State of the World's Children 2006

Yesterday the United Nations Children's Fund (UNICEF) presented the report "State of the World's Children 2006: excluded and invisible" with discouraging statistics.

Millions of children continue to live in poverty. The report emphasizes invisibility: it highlights that more than half of the births in developing countries, not including China, are not registered in the official records, depriving fifty million children of their right to have an identity of your own Not being documented harms them when enrolling in school or asking for a hospital shift and exposes them to trafficking, commercial sexual exploitation and forced labor.

The World Children's Report 2006 raises the central focus of the exclusion, five years after the UN states parties have agreed to comply with the "Millennium Goals" in 2015, which among other objectives, provides for the eradication of hunger and universal education These objectives set goals to address extreme poverty, hunger, mortality of children and their mothers and HIV / AIDS and promote universal primary education, gender equality and environmental sustainability.

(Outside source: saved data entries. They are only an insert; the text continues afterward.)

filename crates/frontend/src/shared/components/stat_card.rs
use crate::shared::icons::icon;
use crate::shared::number_format::{format_int, format_money, format_percent};
use leptos::prelude::*;

#[derive(Debug, Clone, Copy, PartialEq, Eq)]
pub enum ValueFormat {
    Money,
    Integer,
    Percent,
}

impl ValueFormat {
    pub fn format(&self, value: f64) -> String {
        match self {
            ValueFormat::Money => format_money(value),
            ValueFormat::Integer => format_int(value),
            ValueFormat::Percent => format_percent(value),
        }
    }
}

#[derive(Debug, Clone, Copy, PartialEq, Eq, Default)]
pub enum CardTone {
    Good,
    Bad,
    Warning,
    #[default]
    Neutral,
}

#[component]
pub fn StatCard(
    /// Label displayed above the value
    #[prop(into)]
    label: String,
    /// Icon name from the icon() helper
    icon_name: &'static str,
    /// Primary numeric value (None = loading/error)
    #[prop(into)]
    value: Signal<Option<f64>>,
    format: ValueFormat,
    #[prop(into, optional)]
    tone: Signal<CardTone>,
    /// Optional subtitle below the value
    #[prop(into, optional)]
    subtitle: Signal<Option<String>>,
) -> impl IntoView {
    let status_class = move || match tone.get() {
        CardTone::Good => "stat-card stat-card--success",
        CardTone::Bad => "stat-card stat-card--error",
        CardTone::Warning => "stat-card stat-card--warning",
        CardTone::Neutral => "stat-card",
    };

    let formatted = move || match value.get() {
        Some(v) => format.format(v),
        None => "—".to_string(),
    };

    let subtitle_view = move || {
        subtitle.get().map(|s| {
            view! { <div class="stat-card__subtitle">{s}</div> }
        })
    };

    view! {
        <div class=status_class>
            <div class="stat-card__icon">
                {icon(icon_name)}
            </div>
            <div class="stat-card__content">
                <div class="stat-card__label">{label}</div>
                <div class="stat-card__value">{formatted}</div>
                {subtitle_view}
            </div>
        </div>
    }
}

#[cfg(test)]
mod tests {
    use super::*;

    #[test]
    fn test_value_format() {
        assert_eq!(ValueFormat::Money.format(1500.0), "1,500.00");
        assert_eq!(ValueFormat::Integer.format(42.0), "42");
        assert_eq!(ValueFormat::Percent.format(66.666), "66.7%");
    }
}
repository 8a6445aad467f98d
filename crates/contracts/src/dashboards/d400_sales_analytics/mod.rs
pub mod dto;
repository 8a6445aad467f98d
pub mod aggregate;
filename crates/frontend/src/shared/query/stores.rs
//! Per-context state containers: filters, periods, paging and search.
//!
//! Each store is a `Copy` handle over a map from context name
//! (`salesInvoice`, `salesPersonInvoice`, ...) to that context's state, so
//! views sharing a context share state and other views are not affected.
//! Stores do not validate; normalization happens when a request is built.

use contracts::shared::query::{
    Facet, FilterChange, FilterState, PagePatch, PageState, PeriodState, SearchPatch, SearchState,
};
use chrono::NaiveDate;
use leptos::prelude::*;
use std::collections::HashMap;

/// Context used by views that do not need their own paging state
pub const DEFAULT_CONTEXT: &str = "default";

pub struct ContextStore<S: Send + Sync + 'static> {
    states: RwSignal<HashMap<String, S>>,
}

impl<S: Send + Sync + 'static> Clone for ContextStore<S> {
    fn clone(&self) -> Self {
        *self
    }
}

impl<S: Send + Sync + 'static> Copy for ContextStore<S> {}

impl<S> ContextStore<S>
where
    S: Clone + Default + PartialEq + Send + Sync + 'static,
{
    pub fn new() -> Self {
        Self {
            states: RwSignal::new(HashMap::new()),
        }
    }

    /// Tracked read; an unknown context yields the default state
    pub fn get(&self, context: &str) -> S {
        self.states
            .with(|m| m.get(context).cloned().unwrap_or_default())
    }

    pub fn get_untracked(&self, context: &str) -> S {
        self.states
            .with_untracked(|m| m.get(context).cloned().unwrap_or_default())
    }

    /// Replace the whole state; subscribers are notified only on an actual change
    pub fn set(&self, context: &str, value: S) {
        if self.get_untracked(context) != value {
            self.states.update(|m| {
                m.insert(context.to_string(), value);
            });
        }
    }

    /// Mutate a copy of the state and store it back if it changed
    pub fn modify<R>(&self, context: &str, f: impl FnOnce(&mut S) -> R) -> R {
        let current = self.get_untracked(context);
        let mut next = current.clone();
        let out = f(&mut next);
        if next != current {
            self.states.update(|m| {
                m.insert(context.to_string(), next);
            });
        }
        out
    }

    pub fn reset(&self, context: &str) {
        self.set(context, S::default());
    }
}

impl<S> Default for ContextStore<S>
where
    S: Clone + Default + PartialEq + Send + Sync + 'static,
{
    fn default() -> Self {
        Self::new()
    }
}

pub type FilterStore = ContextStore<FilterState>;
pub type PeriodStore = ContextStore<PeriodState>;
pub type PageStore = ContextStore<PageState>;
pub type SearchStore = ContextStore<SearchState>;

impl ContextStore<FilterState> {
    /// Replace the values of one facet; cross-filter rules may clear others
    pub fn set_facet(&self, context: &str, facet: Facet, values: Vec<String>) -> FilterChange {
        self.modify(context, |f| f.set_facet(facet, values))
    }

    pub fn toggle(&self, context: &str, facet: Facet, value: &str) -> FilterChange {
        self.modify(context, |f| f.toggle(facet, value))
    }

    pub fn clear_facet(&self, context: &str, facet: Facet) {
        self.modify(context, |f| f.clear(facet));
    }
}

impl ContextStore<PeriodState> {
    pub fn set_start(&self, context: &str, start: Option<NaiveDate>) {
        self.modify(context, |p| p.start_period = start);
    }

    pub fn set_end(&self, context: &str, end: Option<NaiveDate>) {
        self.modify(context, |p| p.end_period = end);
    }
}

impl ContextStore<PageState> {
    pub fn apply(&self, context: &str, patch: PagePatch) {
        self.modify(context, |p| p.apply(patch));
    }

    pub fn set_page(&self, context: &str, page: u32) {
        self.apply(context, PagePatch::page(page));
    }

    /// Changing the page size starts over from the first page
    pub fn set_limit(&self, context: &str, limit: u32) {
        self.apply(
            context,
            PagePatch {
                current_page: Some(1),
                limit: Some(limit),
                sorting: None,
            },
        );
    }

    pub fn toggle_sort(&self, context: &str, column: &str) {
        self.modify(context, |p| p.toggle_sort(column));
    }
}

impl ContextStore<SearchState> {
    pub fn apply(&self, context: &str, patch: SearchPatch) {
        self.modify(context, |s| s.apply(patch));
    }
}

/// All containers together, provided once at the application root
#[derive(Clone, Copy)]
pub struct QueryStores {
    pub filters: FilterStore,
    pub periods: PeriodStore,
    pub pages: PageStore,
    pub searches: SearchStore,
}

impl QueryStores {
    pub fn new() -> Self {
        Self {
            filters: FilterStore::new(),
            periods: PeriodStore::new(),
            pages: PageStore::new(),
            searches: SearchStore::new(),
        }
    }

    fn back_to_first_page(&self, context: &str) {
        self.pages.set_page(context, 1);
    }

    /// Filter change through the single facet entry point; the list restarts at page 1
    pub fn set_facet(&self, context: &str, facet: Facet, values: Vec<String>) -> FilterChange {
        let change = self.filters.set_facet(context, facet, values);
        self.back_to_first_page(context);
        change
    }

    pub fn toggle_facet(&self, context: &str, facet: Facet, value: &str) -> FilterChange {
        let change = self.filters.toggle(context, facet, value);
        self.back_to_first_page(context);
        change
    }

    pub fn clear_facet(&self, context: &str, facet: Facet) {
        self.filters.clear_facet(context, facet);
        self.back_to_first_page(context);
    }

    pub fn reset_filters(&self, context: &str) {
        self.filters.reset(context);
        self.back_to_first_page(context);
    }

    /// Filters, search and period back to defaults
    pub fn reset_all(&self, context: &str) {
        self.filters.reset(context);
        self.searches.modify(context, |s| s.search_term.clear());
        self.periods.reset(context);
        self.back_to_first_page(context);
    }

    /// Active facets + search term + period (tracked)
    pub fn active_filter_count(&self, context: &str) -> usize {
        self.filters.get(context).active_count()
            + usize::from(self.searches.get(context).is_active())
            + usize::from(!self.periods.get(context).is_empty())
    }

    pub fn set_search(&self, context: &str, patch: SearchPatch) {
        self.searches.apply(context, patch);
        self.back_to_first_page(context);
    }

    pub fn set_period_start(&self, context: &str, start: Option<NaiveDate>) {
        self.periods.set_start(context, start);
        self.back_to_first_page(context);
    }

    pub fn set_period_end(&self, context: &str, end: Option<NaiveDate>) {
        self.periods.set_end(context, end);
        self.back_to_first_page(context);
    }
}

impl Default for QueryStores {
    fn default() -> Self {
        Self::new()
    }
}

pub fn provide_query_stores() -> QueryStores {
    let stores = QueryStores::new();
    provide_context(stores);
    stores
}

pub fn use_query_stores() -> QueryStores {
    use_context::<QueryStores>().unwrap_or_else(|| {
        log::warn!("QueryStores not provided, using a detached instance");
        QueryStores::new()
    })
}

#[cfg(test)]
mod tests {
    use super::*;

    fn with_owner<T>(f: impl FnOnce() -> T) -> T {
        Owner::new().with(f)
    }

    #[test]
    fn test_page_round_trip() {
        with_owner(|| {
            let pages = PageStore::new();
            pages.set_page("salesInvoice", 3);
            assert_eq!(pages.get_untracked("salesInvoice").current_page, 3);
            // другие контексты не затронуты
            assert_eq!(pages.get_untracked("salesPersonInvoice"), PageState::default());
        });
    }

    #[test]
    fn test_set_limit_restarts_paging() {
        with_owner(|| {
            let pages = PageStore::new();
            pages.set_page("salesInvoice", 4);
            pages.set_limit("salesInvoice", 50);
            let state = pages.get_untracked("salesInvoice");
            assert_eq!(state.current_page, 1);
            assert_eq!(state.limit, 50);
        });
    }

    #[test]
    fn test_filter_reset_clears_context() {
        with_owner(|| {
            let filters = FilterStore::new();
            filters.set_facet("salesInvoice", Facet::PoType, vec!["STANDARD".into()]);
            filters.set_facet("salesPersonInvoice", Facet::PoType, vec!["BLANKET".into()]);
            filters.reset("salesInvoice");
            assert_eq!(filters.get_untracked("salesInvoice"), FilterState::default());
            assert_eq!(
                filters.get_untracked("salesPersonInvoice").po_type,
                vec!["BLANKET".to_string()]
            );
        });
    }

    #[test]
    fn test_multiple_sales_persons_clear_status() {
        with_owner(|| {
            let stores = QueryStores::new();
            let ctx = "salesPersonInvoice";
            stores.set_facet(ctx, Facet::SalesPersonName, vec!["Alice".into()]);
            stores.set_facet(ctx, Facet::PaidStatus, vec!["PAID".into()]);
            let change =
                stores.set_facet(ctx, Facet::SalesPersonName, vec!["Alice".into(), "Bob".into()]);
            assert_eq!(change.cleared, vec![Facet::PaidStatus]);
            assert!(stores.filters.get_untracked(ctx).paid_status.is_empty());
        });
    }

    #[test]
    fn test_filter_change_returns_to_first_page() {
        with_owner(|| {
            let stores = QueryStores::new();
            stores.pages.set_page("salesInvoice", 5);
            stores.toggle_facet("salesInvoice", Facet::PaidStatus, "PAID");
            assert_eq!(stores.pages.get_untracked("salesInvoice").current_page, 1);

            stores.pages.set_page("salesInvoice", 2);
            stores.set_search("salesInvoice", SearchPatch::term("acme"));
            assert_eq!(stores.pages.get_untracked("salesInvoice").current_page, 1);
            assert_eq!(stores.searches.get_untracked("salesInvoice").search_term, "acme");
        });
    }

    #[test]
    fn test_active_filter_count_and_reset_all() {
        with_owner(|| {
            let stores = QueryStores::new();
            let ctx = "salesInvoice";
            assert_eq!(stores.active_filter_count(ctx), 0);

            stores.set_facet(ctx, Facet::PoType, vec!["STANDARD".into(), "BLANKET".into()]);
            stores.set_search(ctx, SearchPatch::new("customerName", "acme"));
            stores.set_period_start(ctx, NaiveDate::from_ymd_opt(2025, 1, 1));
            assert_eq!(stores.active_filter_count(ctx), 3);

            stores.reset_all(ctx);
            assert_eq!(stores.active_filter_count(ctx), 0);
            // поле поиска сохраняется
            assert_eq!(stores.searches.get_untracked(ctx).search_by, "customerName");
        });
    }
}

It reveals, among other data, that if the current progress rates do not improve, in the next 10 years some 70 million children will not be able to access safe water sources, 50 million will be fed improperly, 80 million will be left out of Primary school and at least 3.8 million children under 5 will die of preventable causes.

The full report is available online with stories of children living in this situation, user-adapted statistics, photographic reports and a film about the State of the World's Children.

The report does not leave us indifferent to the harsh reality of millions of children who pay with their innocence the social injustices of an unequal, poorly distributed world.